A smart, original collection.

An accomplished debut collection of 16 stories, simultaneously bizarre and achingly familiar.

July wrote, directed and starred in the indie film Me and You and Everyone We Know, and the same slightly anguished humor informs these stories, peopled by misfits and loners not quite apprised of their own lowly status. The characters interact tentatively, inappropriately. They are dangerously lonesome people (despite their naïve attempts to connect) who have a lot of awkward sex. In “The Sister,” an old bachelor is fixed up by fellow factory worker Victor. Victor’s sister Blanca is always just out of sight, misses dates, becomes the stuff of mythology between the two men—until it becomes clear on a drugged-out night what Victor’s intentions really are. The longest of the collection, “Something That Needs Nothing,” follows two lesbians after high-school graduation as they run away to Portland, Ore. There they rent a cockroach-infested studio and try to find work, preferably one servicing an older woman willing to support them.

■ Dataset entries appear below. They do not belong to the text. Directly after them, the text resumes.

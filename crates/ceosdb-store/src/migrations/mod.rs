//! Migration framework
//!
//! Provides:
//! - Migration runner with checksum verification
//! - Idempotent application
//! - Embedded SQL migrations

mod checksums;
mod embedded;
mod runner;

pub use checksums::compute_checksum;
pub use embedded::{get_migrations, Migration};
pub use runner::{apply_migrations, apply_migrations_from, applied_migrations};
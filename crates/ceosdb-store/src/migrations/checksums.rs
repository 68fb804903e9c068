//! Checksums of migration SQL, recorded to detect edited migrations

use sha2::{Digest, Sha256};

/// SHA-256 of `content`, hex encoded
pub fn compute_checksum(content: &str) -> String {
    hex::encode(Sha256::digest(content.as_bytes()))
}

#[cfg(test)]
mod tests {
    use super::*;

    #[test]
    fn test_compute_checksum() {
        let checksum = compute_checksum("SELECT 1");
        assert_eq!(checksum.len(), 64);
        assert_eq!(checksum, compute_checksum("SELECT 1"));
        assert_ne!(checksum, compute_checksum("SELECT 2"));
    }
}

Things don’t work out quite so dreamily, as one girl abandons the other to earn a living at Mr. Peeps Adult Video Store and More. “Mon Plaisir” traces a couple’s decline from passionless (including some of the saddest sex possible—he “nurses” her while she masturbates) to mute, as they find they like each other more when they get work as extras in a movie. There are a number of evocative short pieces—a woman teaches some seniors how to swim, a teacher believes her teenage poltergeist lover has taken the form of one of her Special Ed students, a woman who has had a port-stain birthmark removed from her face wonders if her husband would love her if she still had it. The stories have an otherworldly quality, but instead of being fantastical, they are emblematic of a modern loneliness in which the boundaries of normal behavior become useless, where the best that can be hoped for is a kind of aggressive voyeurism.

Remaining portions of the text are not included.